[cabfpub] Localized CAs (was: Food for Thought)

[Hill, Brad]

> So Facebook still has to declare some sort of scope and this is an audit control
> rather than an access control?

[Hill, Brad] No, it just buys its cert from a CA that operates in the markets it wants to target - presumably a global CA that does not self-declare any restrictions in its scope.

> 
> How does this provide any more leverage than the EFF observatory, (say)
> pulling the CAA records once a week for all domains with known certs and
> sounding an audit alarm if anything amiss is seen?

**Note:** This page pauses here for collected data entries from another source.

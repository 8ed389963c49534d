use crate::graph_engine::domain::Component;
use thiserror::Error;

/// A raw project file handed to a generator (manifest, lockfile, SBOM export, ...)
#[derive(Debug, Clone, PartialEq, Eq)]
pub struct ProjectFile {
    /// File name as supplied by the user, used in error messages
    pub name: String,
    pub content: String,
}

impl ProjectFile {
    pub fn new(name: impl Into<String>, content: impl Into<String>) -> Self {
        Self {
            name: name.into(),
            content: content.into(),
        }
    }

    pub fn size(&self) -> u64 {
        self.content.len() as u64
    }
}

/// Options controlling how project files become a component list
#[derive(Debug, Clone, PartialEq, Eq)]
pub struct GeneratorConfig {
    /// Kind of project the files describe (e.g. "sbom", "npm", "python")
    pub project_type: String,
    pub include_dev_dependencies: bool,
    pub include_optional_dependencies: bool,
    /// Format the generator should produce internally (e.g. "json")
    pub output_format: String,
    pub include_metadata: bool,
}

impl Default for GeneratorConfig {
    fn default() -> Self {
        Self {
            project_type: "sbom".to_string(),
            include_dev_dependencies: false,
            include_optional_dependencies: false,
            output_format: "json".to_string(),
            include_metadata: true,
        }
    }
}

/// Typed failure from a generator, carrying a human-readable message
#[derive(Debug, Clone, Error, PartialEq, Eq)]
pub enum GenerationError {
    #[error("Unsupported project type '{project_type}'. Supported types: {supported}")]
    UnsupportedProjectType {
        project_type: String,
        supported: String,
    },

    #[error("Payload is too large ({size} bytes). Maximum allowed size is {max} bytes")]
    PayloadTooLarge { size: u64, max: u64 },

    #[error("Invalid input in '{file}': {reason}")]
    InvalidInput { file: String, reason: String },

    #[error("No project files were provided")]
    Empty,
}

/// ComponentGenerator port turning raw project files into a flat component list
///
/// This is the only way components enter the pipeline from raw files. The
/// graph engine is invoked only with a list a generator accepted.
pub trait ComponentGenerator {
    /// # Errors
    /// Returns a [`GenerationError`] describing why the files were rejected
    fn generate(
        &self,
        files: &[ProjectFile],
        config: &GeneratorConfig,
    ) -> Result<Vec<Component>, GenerationError>;
}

[Hill, Brad] Certs mis-issued may not be presented to such a scan, as they were not in the DigiNotar case.

> 
> The Web is either a post-national construct, a multi-national construct or
> both. Early on there were large spaces where no government claimed
> jurisdiction, now the default is that multiple governments might claim
> jurisdiction. Building infrastructure that assumes a one-to-one mapping
> seems obsolete to me in either case.

[Hill, Brad] But governments have and continue to demand (and succeed in getting) their essentially self-certified trust roots placed in the global store.  The least we can do is say something like, yes, [Chinese/Dutch] Government, we will accept your root, but it should only work by default for users browsing in the [Chinese/Dutch] language, others will have to click-through once to trust it.

This isn't about building one-to-one mappings of websites to national jurisdictions.  This is about putting a least-privilege scope on claims of trustworthiness rooted in sovereignty rather than an independently verified audit.  It's about protecting the trans-national nature of Internet trust against the abuse and or incompetence of sovereigns.